# Collected data entries
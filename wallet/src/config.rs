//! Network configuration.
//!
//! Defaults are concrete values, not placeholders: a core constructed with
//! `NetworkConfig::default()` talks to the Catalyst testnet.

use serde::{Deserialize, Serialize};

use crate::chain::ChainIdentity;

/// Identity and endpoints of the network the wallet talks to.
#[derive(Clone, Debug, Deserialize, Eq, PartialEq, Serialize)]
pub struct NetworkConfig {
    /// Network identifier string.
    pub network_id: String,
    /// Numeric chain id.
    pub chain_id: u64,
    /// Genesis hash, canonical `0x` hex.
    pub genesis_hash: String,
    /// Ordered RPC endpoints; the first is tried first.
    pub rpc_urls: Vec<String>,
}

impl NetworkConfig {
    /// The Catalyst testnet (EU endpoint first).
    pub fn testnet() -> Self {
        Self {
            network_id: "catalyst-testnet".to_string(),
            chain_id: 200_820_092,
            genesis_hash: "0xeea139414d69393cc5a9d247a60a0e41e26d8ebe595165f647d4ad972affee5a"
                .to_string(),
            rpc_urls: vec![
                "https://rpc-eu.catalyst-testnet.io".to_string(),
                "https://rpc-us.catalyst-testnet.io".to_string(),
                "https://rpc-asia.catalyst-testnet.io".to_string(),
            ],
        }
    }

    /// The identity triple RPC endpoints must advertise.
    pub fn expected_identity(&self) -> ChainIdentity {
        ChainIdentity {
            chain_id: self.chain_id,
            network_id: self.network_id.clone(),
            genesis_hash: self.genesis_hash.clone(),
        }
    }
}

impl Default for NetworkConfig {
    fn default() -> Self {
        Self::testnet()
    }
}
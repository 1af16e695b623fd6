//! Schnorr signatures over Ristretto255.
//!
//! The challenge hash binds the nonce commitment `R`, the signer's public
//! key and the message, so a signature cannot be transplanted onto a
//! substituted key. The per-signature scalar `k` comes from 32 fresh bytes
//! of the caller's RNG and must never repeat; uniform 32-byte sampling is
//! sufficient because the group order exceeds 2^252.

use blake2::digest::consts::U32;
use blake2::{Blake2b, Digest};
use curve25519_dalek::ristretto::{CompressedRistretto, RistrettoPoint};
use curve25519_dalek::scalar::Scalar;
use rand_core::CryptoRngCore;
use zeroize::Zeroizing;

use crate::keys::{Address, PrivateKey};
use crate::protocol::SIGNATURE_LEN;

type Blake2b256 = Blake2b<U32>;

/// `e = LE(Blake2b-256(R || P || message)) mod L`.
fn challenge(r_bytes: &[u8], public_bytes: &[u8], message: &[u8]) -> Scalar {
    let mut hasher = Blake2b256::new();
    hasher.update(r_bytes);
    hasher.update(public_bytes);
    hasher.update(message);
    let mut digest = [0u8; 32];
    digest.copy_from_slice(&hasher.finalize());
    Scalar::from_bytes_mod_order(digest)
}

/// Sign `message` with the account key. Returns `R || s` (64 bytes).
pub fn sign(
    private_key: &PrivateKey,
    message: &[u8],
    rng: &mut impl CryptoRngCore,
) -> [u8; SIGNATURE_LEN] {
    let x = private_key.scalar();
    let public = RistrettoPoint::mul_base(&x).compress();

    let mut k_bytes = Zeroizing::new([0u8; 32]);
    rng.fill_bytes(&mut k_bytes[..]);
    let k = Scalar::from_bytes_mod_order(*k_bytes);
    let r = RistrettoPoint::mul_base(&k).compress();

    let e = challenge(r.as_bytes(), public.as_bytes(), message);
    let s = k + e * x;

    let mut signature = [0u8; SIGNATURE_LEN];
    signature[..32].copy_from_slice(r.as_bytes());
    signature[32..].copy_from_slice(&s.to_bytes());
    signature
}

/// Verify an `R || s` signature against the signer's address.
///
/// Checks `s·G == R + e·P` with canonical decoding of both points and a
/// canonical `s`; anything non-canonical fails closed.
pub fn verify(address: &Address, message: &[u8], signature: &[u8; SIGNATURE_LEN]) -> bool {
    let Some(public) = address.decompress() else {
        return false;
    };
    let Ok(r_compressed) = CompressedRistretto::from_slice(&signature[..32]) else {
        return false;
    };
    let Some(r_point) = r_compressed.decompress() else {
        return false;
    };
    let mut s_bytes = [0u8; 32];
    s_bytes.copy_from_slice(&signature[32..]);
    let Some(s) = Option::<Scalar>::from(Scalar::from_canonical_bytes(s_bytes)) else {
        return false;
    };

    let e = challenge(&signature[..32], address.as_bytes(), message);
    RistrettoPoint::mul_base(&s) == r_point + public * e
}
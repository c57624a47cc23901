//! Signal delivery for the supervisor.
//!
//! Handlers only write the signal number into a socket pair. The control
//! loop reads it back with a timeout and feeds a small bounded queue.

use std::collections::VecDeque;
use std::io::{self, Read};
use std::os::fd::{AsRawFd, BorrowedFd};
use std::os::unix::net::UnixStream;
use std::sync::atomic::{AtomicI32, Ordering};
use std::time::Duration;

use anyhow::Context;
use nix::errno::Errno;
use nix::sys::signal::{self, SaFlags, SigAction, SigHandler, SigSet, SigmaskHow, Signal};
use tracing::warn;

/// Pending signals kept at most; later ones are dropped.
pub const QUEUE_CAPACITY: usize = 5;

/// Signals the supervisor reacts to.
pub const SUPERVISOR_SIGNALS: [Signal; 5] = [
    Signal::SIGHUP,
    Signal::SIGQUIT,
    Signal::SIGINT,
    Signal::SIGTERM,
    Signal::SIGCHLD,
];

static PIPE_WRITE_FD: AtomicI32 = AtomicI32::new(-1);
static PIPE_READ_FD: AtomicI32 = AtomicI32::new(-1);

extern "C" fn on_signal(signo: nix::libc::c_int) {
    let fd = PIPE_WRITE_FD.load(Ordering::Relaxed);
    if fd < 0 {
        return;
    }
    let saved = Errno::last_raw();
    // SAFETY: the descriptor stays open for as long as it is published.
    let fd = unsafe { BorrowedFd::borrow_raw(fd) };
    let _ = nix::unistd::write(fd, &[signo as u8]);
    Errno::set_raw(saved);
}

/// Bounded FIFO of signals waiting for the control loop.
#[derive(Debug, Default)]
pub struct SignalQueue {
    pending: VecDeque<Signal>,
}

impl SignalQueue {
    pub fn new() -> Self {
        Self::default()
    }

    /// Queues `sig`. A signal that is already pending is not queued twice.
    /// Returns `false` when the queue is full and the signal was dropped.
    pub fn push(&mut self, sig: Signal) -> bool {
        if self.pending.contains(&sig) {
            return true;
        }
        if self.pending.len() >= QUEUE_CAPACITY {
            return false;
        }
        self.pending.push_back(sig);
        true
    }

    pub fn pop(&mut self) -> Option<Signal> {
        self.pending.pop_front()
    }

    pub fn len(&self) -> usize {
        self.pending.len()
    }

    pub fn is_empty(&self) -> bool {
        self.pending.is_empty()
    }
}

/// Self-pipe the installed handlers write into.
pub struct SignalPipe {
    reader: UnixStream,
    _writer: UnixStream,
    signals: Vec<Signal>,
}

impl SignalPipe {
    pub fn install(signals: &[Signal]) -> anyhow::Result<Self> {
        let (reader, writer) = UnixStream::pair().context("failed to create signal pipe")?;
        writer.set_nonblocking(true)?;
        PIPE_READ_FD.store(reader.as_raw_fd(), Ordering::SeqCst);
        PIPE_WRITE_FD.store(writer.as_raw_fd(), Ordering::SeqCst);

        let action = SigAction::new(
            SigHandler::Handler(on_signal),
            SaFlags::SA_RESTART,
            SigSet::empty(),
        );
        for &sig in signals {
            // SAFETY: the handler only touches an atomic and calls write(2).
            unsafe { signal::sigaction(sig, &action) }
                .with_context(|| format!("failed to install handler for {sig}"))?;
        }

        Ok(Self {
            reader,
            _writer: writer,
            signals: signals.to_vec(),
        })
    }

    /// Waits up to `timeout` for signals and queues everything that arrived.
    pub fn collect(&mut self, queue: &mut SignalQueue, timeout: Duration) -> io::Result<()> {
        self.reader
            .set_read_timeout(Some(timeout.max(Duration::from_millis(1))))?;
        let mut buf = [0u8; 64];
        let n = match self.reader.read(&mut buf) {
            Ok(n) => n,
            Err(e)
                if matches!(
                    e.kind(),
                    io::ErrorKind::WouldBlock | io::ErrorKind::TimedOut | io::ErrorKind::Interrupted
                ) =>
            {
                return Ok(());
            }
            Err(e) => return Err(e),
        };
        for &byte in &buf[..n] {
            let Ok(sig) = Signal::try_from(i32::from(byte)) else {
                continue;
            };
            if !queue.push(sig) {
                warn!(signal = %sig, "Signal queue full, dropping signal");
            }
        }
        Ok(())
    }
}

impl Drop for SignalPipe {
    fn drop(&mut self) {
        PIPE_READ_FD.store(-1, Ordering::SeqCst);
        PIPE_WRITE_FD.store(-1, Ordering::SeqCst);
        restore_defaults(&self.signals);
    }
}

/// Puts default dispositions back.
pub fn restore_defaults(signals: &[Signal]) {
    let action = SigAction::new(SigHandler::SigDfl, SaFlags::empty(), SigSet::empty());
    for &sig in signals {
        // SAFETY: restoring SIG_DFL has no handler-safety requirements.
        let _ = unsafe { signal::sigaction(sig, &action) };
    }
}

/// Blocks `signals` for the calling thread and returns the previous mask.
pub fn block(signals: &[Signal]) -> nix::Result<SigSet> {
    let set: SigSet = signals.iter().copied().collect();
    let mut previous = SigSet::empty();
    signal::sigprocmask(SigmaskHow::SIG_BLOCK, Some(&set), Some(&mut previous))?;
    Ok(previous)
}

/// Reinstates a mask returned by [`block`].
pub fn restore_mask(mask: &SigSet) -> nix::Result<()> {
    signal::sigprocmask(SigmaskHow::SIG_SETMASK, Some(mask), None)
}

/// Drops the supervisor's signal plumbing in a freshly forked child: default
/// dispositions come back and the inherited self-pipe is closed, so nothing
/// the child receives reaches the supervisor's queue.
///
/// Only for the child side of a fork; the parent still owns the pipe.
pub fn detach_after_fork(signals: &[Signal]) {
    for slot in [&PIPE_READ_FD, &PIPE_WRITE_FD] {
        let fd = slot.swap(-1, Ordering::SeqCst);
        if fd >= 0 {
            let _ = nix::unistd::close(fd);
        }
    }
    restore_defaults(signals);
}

# Required work
Write down how many lines in the data contain "Zeroizing". Add nothing else.

# Response area
2